本年も皆さまにとって吉祥でありますよう、お祈り申し上げます。

日本の暦では今日からとら年が始まります。
チベット暦でも十二支を用いますので、同じ動物(虎)で表わされます(ただしチベット暦での新年はまだ2ヶ月ほど先)。

虎といえば、どうしても忘れられない思い出があります。
新年のご挨拶にふさわしくないかもしれませんが、私の人生に少なからず影響を与えているだろう出来事であり、初めてお話したいと思います。


ネパールの首都カトマンドゥより車で数時間ほど奥に進んだところに、ヤンレーシュというグル・リンポチェの聖地があります。世俗から隔離された山あいの土地で、水や電気にも乏しいのですが、加持の溢れる聖地のためにお籠り修行にはうってつけで、大昔(グル・リンポチェの時代)から行者がここに籠って何か月・何年と行に入られています。

ペノル・リンポチェをお寺の僧侶全員でお出迎えするところ。

私はこのとき、キャプジェ・ペノル・リンポチェの末寺(上の写真)にご厄介になっていて、何泊かしていました。目的はこのお寺で催される灌頂かんじょうに参加するためでした。
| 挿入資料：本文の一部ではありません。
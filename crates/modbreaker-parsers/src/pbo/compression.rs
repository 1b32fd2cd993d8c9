// modbreaker-parsers/src/pbo/compression.rs
//! LZSS unpacking for `Cprs` entries
//!
//! The stream is a sequence of groups: one flag byte, then up to eight
//! items. A set flag bit is a literal byte; a clear bit is a two-byte back
//! reference:
//!
//! ```text
//!   b1        b2
//! ┌────────┐┌────┬────┐
//! │ off lo ││off │len │   offset = b1 | (b2 & 0xF0) << 4   (1..=4095)
//! └────────┘└────┴────┘   length = (b2 & 0x0F) + 3          (3..=18)
//! ```
//!
//! References reaching before the start of the output yield spaces. The
//! packed data is followed by a 4-byte additive checksum of the output.

use thiserror::Error;

/// Why an LZSS stream could not be unpacked
#[derive(Error, Debug, Clone, PartialEq, Eq)]
pub enum LzssError {
    #[error("input exhausted at byte {input_offset} after {produced} of {expected} bytes")]
    InputExhausted {
        input_offset: usize,
        produced: usize,
        expected: usize,
    },

    #[error("zero back-reference offset at byte {input_offset}")]
    ZeroOffset { input_offset: usize },

    #[error("checksum mismatch: stored {stored:08X}, computed {computed:08X}")]
    ChecksumMismatch { stored: u32, computed: u32 },
}

/// Handles decompression for PBO entries
pub struct PboCompression;

impl PboCompression {
    /// Unpack `data` into exactly `expected_size` bytes.
    ///
    /// When four bytes remain after the stream they are treated as the
    /// checksum and, if `verify_checksum` is set, compared.
    pub fn decompress(data: &[u8], expected_size: usize, verify_checksum: bool) -> Result<Vec<u8>, LzssError> {
        let mut out = Vec::with_capacity(expected_size);
        let mut pos = 0usize;

        let exhausted = |pos: usize, produced: usize| LzssError::InputExhausted {
            input_offset: pos,
            produced,
            expected: expected_size,
        };

        while out.len() < expected_size {
            let flags = *data.get(pos).ok_or_else(|| exhausted(pos, out.len()))?;
            pos += 1;

            for bit in 0..8 {
                if out.len() >= expected_size {
                    break;
                }

                if flags & (1 << bit) != 0 {
                    let byte = *data.get(pos).ok_or_else(|| exhausted(pos, out.len()))?;
                    pos += 1;
                    out.push(byte);
                    continue;
                }

                let (b1, b2) = match (data.get(pos), data.get(pos + 1)) {
                    (Some(b1), Some(b2)) => (usize::from(*b1), usize::from(*b2)),
                    _ => return Err(exhausted(pos, out.len())),
                };
                let offset = b1 | ((b2 & 0xF0) << 4);
                if offset == 0 {
                    return Err(LzssError::ZeroOffset { input_offset: pos });
                }
                pos += 2;

                let length = ((b2 & 0x0F) + 3).min(expected_size - out.len());
                let start = out.len() as isize - offset as isize;
                for i in 0..length {
                    let src = start + i as isize;
                    // src < out.len() always holds because offset >= 1
                    let byte = if src < 0 { b' ' } else { out[src as usize] };
                    out.push(byte);
                }
            }
        }

        if let Some(stored) = data.get(pos..pos + 4) {
            let stored = u32::from_le_bytes([stored[0], stored[1], stored[2], stored[3]]);
            let computed = Self::checksum(&out);
            if verify_checksum && stored != computed {
                return Err(LzssError::ChecksumMismatch { stored, computed });
            }
        }

        Ok(out)
    }

    /// Additive checksum stored after packed data
    pub fn checksum(data: &[u8]) -> u32 {
        data.iter().fold(0u32, |acc, b| acc.wrapping_add(u32::from(*b)))
    }
}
当時のニンマ派管長でもあられたペノル・リンポチェ(1932 - 2009)をお迎えして、数日間にわたって灌頂が厳修される予定でした。

俗人である私が僧院の一室(下の写真)をあてがわれるというのは、大変光栄な話ではあります。

ちょうど私の他に俗人は1人もおらず、しかも私は外国人。チベットやネパールの小僧さんたちは面白がって、3分おきくらいに私の部屋に入ってくるという荒行苦行が待ち受けていました。僧院にはプライバシーなるものは存在しないのです。

実際に泊まった部屋の写真。

小僧さんたちの遊び相手(というか興味本位の対象)になっているうちに、だんだん私も疲れてきました。灌頂の法要が終わったらすぐここを立ち去ろうと、心に決めていました。

泊まったお寺の、食堂。

灌頂の最終日。いろいろご挨拶をしてそそくさと立ち去ろうとしたときは午後でした。そのお寺はヤンレーシュのさらに高台にあり、下の集落に行くには数時間かかりました。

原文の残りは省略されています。